**TO DO:**
Count the lines of the data that have the word "long", then report the number without anything else.

Stored data entries
________________________________________

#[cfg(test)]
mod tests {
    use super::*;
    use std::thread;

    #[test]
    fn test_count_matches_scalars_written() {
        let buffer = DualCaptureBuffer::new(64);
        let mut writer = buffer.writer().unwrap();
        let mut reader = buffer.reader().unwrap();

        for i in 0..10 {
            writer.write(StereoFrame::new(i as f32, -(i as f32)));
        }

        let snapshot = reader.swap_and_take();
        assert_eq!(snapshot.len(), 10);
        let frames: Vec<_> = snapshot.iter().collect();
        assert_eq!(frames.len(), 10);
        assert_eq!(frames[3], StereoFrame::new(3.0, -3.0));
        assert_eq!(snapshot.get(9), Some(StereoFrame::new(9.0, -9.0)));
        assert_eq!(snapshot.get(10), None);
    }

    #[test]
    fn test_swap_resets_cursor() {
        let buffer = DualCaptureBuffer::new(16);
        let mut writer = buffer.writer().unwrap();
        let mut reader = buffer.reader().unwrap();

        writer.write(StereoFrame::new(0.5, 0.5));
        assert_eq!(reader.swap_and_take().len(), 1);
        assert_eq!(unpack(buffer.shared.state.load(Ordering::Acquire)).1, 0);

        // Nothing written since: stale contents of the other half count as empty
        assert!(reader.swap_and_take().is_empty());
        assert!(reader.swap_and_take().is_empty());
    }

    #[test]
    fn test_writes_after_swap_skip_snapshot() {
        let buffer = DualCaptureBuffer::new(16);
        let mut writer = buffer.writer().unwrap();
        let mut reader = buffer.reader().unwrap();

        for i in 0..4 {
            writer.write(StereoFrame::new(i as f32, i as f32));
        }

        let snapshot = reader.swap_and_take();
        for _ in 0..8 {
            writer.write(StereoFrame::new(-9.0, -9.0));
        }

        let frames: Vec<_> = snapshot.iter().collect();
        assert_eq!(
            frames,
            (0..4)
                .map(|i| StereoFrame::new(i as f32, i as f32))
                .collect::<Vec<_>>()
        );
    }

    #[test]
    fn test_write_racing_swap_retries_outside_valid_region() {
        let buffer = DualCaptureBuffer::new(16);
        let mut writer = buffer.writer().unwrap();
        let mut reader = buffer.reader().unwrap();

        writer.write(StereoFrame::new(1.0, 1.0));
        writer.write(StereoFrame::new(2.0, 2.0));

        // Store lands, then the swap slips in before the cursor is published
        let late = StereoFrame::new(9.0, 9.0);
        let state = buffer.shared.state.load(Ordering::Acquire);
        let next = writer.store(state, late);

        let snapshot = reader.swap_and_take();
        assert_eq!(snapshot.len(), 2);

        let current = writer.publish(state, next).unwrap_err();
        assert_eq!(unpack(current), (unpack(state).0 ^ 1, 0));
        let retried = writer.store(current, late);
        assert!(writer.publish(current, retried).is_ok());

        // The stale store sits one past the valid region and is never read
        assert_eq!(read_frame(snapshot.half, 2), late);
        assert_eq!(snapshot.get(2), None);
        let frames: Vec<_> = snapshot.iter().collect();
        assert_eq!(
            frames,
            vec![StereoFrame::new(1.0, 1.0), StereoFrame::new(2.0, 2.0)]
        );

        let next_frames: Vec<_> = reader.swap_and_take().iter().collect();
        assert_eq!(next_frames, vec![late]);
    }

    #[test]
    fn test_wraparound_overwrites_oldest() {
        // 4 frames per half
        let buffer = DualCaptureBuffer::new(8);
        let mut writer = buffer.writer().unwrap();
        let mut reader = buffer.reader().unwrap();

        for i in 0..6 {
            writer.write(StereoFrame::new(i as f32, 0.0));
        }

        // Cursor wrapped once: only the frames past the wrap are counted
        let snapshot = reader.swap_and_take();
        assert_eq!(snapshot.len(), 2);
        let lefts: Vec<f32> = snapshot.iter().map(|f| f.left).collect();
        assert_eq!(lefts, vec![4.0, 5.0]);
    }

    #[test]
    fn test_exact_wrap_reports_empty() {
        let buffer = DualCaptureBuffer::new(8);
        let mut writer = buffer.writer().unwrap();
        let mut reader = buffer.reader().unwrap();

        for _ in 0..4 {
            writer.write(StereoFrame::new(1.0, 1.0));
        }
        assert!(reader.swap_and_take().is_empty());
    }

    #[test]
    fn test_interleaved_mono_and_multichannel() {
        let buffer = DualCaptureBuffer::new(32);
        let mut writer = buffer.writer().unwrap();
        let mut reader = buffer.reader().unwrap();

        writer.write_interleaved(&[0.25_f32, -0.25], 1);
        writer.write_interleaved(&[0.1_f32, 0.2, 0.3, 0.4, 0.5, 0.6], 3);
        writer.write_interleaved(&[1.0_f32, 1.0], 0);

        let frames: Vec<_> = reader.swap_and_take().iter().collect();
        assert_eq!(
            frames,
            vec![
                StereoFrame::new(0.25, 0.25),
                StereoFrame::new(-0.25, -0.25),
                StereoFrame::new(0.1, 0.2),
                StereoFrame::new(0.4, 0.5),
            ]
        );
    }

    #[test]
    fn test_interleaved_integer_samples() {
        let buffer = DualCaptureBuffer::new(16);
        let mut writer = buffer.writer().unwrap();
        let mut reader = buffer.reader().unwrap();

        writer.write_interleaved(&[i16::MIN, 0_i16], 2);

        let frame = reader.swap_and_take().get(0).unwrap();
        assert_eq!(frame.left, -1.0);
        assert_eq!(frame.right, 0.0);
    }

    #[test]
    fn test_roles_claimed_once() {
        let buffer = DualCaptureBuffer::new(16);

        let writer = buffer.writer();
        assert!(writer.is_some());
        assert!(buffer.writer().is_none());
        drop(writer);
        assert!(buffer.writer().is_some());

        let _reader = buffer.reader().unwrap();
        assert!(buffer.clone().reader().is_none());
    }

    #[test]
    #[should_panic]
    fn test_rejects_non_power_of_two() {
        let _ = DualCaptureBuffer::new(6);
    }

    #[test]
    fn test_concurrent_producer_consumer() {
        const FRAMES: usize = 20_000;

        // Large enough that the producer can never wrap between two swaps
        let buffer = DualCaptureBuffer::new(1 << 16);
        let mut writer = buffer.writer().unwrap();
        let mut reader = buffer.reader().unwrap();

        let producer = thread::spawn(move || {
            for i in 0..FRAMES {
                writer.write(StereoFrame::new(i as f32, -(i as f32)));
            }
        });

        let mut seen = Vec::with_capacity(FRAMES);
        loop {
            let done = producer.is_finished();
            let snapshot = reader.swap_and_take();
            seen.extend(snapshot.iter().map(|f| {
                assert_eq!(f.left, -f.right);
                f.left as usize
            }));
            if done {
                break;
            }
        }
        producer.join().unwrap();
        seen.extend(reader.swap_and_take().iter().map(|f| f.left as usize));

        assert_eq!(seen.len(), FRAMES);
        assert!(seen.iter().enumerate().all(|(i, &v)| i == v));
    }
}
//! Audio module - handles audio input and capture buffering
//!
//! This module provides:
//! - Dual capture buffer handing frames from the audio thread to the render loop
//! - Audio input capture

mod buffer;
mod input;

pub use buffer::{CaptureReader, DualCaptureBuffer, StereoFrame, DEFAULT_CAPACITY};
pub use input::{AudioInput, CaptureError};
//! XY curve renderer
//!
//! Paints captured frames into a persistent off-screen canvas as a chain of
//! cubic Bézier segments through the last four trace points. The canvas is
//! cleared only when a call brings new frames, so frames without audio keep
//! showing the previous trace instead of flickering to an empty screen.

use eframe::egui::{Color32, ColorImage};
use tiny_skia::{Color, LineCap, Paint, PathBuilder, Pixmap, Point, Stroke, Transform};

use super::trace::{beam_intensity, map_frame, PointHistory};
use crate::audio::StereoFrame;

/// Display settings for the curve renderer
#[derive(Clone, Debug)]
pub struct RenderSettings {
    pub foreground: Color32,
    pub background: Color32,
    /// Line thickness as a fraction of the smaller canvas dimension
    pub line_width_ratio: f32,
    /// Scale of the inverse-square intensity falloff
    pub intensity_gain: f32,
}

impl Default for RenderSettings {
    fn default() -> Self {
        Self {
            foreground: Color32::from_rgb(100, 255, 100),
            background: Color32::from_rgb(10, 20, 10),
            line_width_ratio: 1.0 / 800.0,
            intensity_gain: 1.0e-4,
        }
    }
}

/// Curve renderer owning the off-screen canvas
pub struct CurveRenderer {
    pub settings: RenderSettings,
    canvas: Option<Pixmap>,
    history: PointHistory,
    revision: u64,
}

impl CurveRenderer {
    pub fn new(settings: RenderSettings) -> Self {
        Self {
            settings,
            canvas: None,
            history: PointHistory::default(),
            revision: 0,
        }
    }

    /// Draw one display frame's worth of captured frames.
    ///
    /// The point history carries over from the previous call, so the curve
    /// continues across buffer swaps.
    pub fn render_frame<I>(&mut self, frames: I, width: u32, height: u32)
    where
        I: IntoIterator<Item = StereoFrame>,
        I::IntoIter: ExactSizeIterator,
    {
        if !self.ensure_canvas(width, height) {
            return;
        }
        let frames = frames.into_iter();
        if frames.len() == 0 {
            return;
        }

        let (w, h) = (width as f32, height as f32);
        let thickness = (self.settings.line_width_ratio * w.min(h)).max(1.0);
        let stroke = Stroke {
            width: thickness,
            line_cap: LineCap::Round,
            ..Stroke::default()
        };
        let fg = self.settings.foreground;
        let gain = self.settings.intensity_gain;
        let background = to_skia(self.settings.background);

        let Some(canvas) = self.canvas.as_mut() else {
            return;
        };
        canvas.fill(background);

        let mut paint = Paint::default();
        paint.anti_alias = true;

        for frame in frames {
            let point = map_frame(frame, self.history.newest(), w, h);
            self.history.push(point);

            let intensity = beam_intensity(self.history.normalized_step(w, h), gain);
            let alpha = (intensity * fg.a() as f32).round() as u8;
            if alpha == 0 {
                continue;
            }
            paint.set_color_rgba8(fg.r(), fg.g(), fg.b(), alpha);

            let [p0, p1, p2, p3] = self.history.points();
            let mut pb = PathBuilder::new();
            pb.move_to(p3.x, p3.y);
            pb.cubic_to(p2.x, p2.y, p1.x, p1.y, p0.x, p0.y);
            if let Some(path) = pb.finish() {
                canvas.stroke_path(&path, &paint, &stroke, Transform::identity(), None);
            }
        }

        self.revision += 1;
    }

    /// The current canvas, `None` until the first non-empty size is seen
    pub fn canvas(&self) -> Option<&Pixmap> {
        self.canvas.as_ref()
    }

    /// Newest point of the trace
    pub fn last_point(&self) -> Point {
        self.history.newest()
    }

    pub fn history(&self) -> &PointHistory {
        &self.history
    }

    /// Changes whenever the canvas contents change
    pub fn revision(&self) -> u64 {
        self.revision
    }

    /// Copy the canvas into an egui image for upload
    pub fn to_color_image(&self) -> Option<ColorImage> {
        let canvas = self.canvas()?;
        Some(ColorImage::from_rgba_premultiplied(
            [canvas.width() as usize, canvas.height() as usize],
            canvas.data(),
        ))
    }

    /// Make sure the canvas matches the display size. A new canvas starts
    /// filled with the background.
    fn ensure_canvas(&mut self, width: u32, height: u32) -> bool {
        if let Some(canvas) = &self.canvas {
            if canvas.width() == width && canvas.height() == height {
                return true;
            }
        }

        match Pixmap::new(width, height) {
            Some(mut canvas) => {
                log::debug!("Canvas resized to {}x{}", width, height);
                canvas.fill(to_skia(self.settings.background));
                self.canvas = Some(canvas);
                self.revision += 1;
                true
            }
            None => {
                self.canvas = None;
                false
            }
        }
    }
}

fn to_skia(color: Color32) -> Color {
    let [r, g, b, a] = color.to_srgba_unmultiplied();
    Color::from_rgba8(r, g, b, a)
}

________________________________________

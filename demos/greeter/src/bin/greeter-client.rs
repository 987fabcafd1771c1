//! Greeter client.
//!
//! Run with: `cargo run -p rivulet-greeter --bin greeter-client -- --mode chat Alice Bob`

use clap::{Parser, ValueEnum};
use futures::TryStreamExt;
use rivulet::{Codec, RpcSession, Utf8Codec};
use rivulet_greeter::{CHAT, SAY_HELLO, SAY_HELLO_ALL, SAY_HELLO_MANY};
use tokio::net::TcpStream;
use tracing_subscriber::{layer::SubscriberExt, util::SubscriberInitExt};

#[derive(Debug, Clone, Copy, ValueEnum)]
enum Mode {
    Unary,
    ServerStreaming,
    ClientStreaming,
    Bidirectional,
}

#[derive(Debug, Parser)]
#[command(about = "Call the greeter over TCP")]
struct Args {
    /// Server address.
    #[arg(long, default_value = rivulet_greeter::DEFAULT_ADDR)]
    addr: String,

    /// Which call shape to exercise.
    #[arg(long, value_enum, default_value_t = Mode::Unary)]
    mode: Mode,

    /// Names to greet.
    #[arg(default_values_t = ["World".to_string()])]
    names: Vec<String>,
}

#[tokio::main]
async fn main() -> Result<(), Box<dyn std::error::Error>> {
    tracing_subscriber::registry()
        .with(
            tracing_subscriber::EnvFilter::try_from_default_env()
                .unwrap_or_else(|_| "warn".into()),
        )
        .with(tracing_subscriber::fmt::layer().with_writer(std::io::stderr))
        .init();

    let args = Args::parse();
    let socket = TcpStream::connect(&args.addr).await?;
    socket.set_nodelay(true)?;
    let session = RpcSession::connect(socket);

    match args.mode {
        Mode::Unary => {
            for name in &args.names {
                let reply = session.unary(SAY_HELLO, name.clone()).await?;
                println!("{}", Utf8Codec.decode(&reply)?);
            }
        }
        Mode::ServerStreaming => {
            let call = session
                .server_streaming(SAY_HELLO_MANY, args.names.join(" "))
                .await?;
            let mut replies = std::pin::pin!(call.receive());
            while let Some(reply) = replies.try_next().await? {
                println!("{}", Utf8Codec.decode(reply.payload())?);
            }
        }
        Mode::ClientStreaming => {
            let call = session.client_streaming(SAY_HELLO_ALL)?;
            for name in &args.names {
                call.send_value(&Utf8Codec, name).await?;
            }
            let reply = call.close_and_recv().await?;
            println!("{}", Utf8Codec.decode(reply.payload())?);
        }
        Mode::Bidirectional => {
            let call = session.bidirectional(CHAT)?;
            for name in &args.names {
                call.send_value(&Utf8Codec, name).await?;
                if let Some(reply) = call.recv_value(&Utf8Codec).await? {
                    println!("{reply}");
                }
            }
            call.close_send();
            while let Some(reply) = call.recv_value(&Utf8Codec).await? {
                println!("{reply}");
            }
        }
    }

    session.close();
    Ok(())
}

________________________________________

**EXPECTED ANSWER:**
2